On most Saturday afternoons at my main parish, the Saturday Spanish singers and I have practice. We were working on the psalm for last weekend when I told the guy singing it that he was picking it up pretty fast.

“I think Eva is here,” he said, pointing at his heart. Eva is the Sunday Spanish cantor.

That was a weird statement. Eva and this singer had not always gotten along. Maybe it meant that they were on good terms, or that whatever annoying memories he had were motivating him to do well.

I clearly didn’t give him the reaction he expected, because he repeated it. A couple times, even. And I still wasn’t getting it.

“You don’t know?”

Oh, no. That’s never followed by good news. I looked at him quizzically.

“Eva died yesterday.”

My jaw dropped, and my heart sank. I had not heard, and I had not known she was hospitalized all week. I had seen her only a few days ago for the feast of the Assumption. Another cantor had called me the night before, but my phone wouldn’t let me answer it and she didn’t leave a voicemail. Figuring it was no big deal, I didn’t call back. I should have called back.

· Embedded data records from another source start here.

use std::path::{Path, PathBuf};
use std::sync::LazyLock;

use chrono::{NaiveDateTime, Utc};

use crate::adapters::backends::{absolute, fuse_unmount};
use crate::adapters::process::command_runner::{CommandRunner, CommandSpec, OutputRules};
use crate::core::models::outcome::Outcome;
use crate::core::models::snapshot::Snapshot;
use crate::core::models::source::Source;
use crate::core::traits::backend::{BackupBackend, Store};

/// Timestamp suffix of every archive name.
const ARCHIVE_TIME_FORMAT: &str = "%Y-%m-%dT%H:%M:%S";

/// CLI vocabulary of an attic-family archiver.
///
/// borg forked from attic and kept its command set, so both engines are
/// driven by the same adapter and differ only in these details.
#[derive(Debug)]
pub struct ArchiverDialect {
    pub name: &'static str,
    pub binary: &'static str,
    pub passphrase_var: &'static str,
    pub mount_tag: &'static str,
    pub init_args: &'static [&'static str],
    /// Extra environment for unattended runs, including access to a
    /// repository copied to a new location.
    pub unattended_env: &'static [(&'static str, &'static str)],
    /// Variable confirming `check --repair` without a prompt.
    pub repair_confirmation: Option<(&'static str, &'static str)>,
}

pub static BORG: ArchiverDialect = ArchiverDialect {
    name: "borg",
    binary: "borg",
    passphrase_var: "BORG_PASSPHRASE",
    mount_tag: "borgfs",
    init_args: &["init", "--encryption=repokey"],
    unattended_env: &[
        ("BORG_RELOCATED_REPO_ACCESS_IS_OK", "yes"),
        ("BORG_UNKNOWN_UNENCRYPTED_REPO_ACCESS_IS_OK", "yes"),
    ],
    repair_confirmation: Some(("BORG_CHECK_I_KNOW_WHAT_I_AM_DOING", "YES")),
};

pub static ATTIC: ArchiverDialect = ArchiverDialect {
    name: "attic",
    binary: "attic",
    passphrase_var: "ATTIC_PASSPHRASE",
    mount_tag: "atticfs",
    init_args: &["init", "--encryption=passphrase"],
    unattended_env: &[],
    repair_confirmation: None,
};
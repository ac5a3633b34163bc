/// Port for operator-facing output.
///
/// Passed explicitly to everything that reports progress; there is no
/// global logger.
pub trait Reporter: Send + Sync {
    fn info(&self, msg: &str);

    /// Verbose-only detail (commands run, per-file notes).
    fn detail(&self, msg: &str);

    fn success(&self, msg: &str);

    fn warning(&self, msg: &str);

    fn error(&self, msg: &str);

    /// A heartbeat line from a long-running process. Collapsed into one
    /// indicator rather than printed verbatim.
    fn progress(&self, msg: &str);

    /// Clear the progress indicator, if one is showing.
    fn finish_progress(&self);
}

/// Reporter that drops everything.
#[cfg(test)]
#[derive(Debug, Default, Clone, Copy)]
pub struct SilentReporter;

#[cfg(test)]
impl Reporter for SilentReporter {
    fn info(&self, _msg: &str) {}
    fn detail(&self, _msg: &str) {}
    fn success(&self, _msg: &str) {}
    fn warning(&self, _msg: &str) {}
    fn error(&self, _msg: &str) {}
    fn progress(&self, _msg: &str) {}
    fn finish_progress(&self) {}
}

This led to a surreal weekend, in which we scrambled to tell the Saturday English Mass lector, a friend of Eva’s, what had happened before she saw Eva’s name as a prayer intention. To a mess of Saturday Mass where the fill-in priest was late and a bat kept flying around the church, eventually coming to rest on the stained glass window above the cantors. (I don’t think Eva would like the idea that that bat was representative of her presence, because what dead person wants to be thought as batty?) A Sunday English Mass where we had to tell more people, and after which her family showed up. A Sunday Spanish Mass where I helped with the singing and had to console a lot of others, while relying on my journalism training and put my own feelings aside to help others work through theirs.

There is no good way to learn about sad news like this, and no way to get through it cleanly. You can only do your best to get through. And in one way, we’re almost through. We bury Eva today. I am playing the funeral Mass. I can only hope and pray I do well enough to honor her and bring comfort to all those who love her.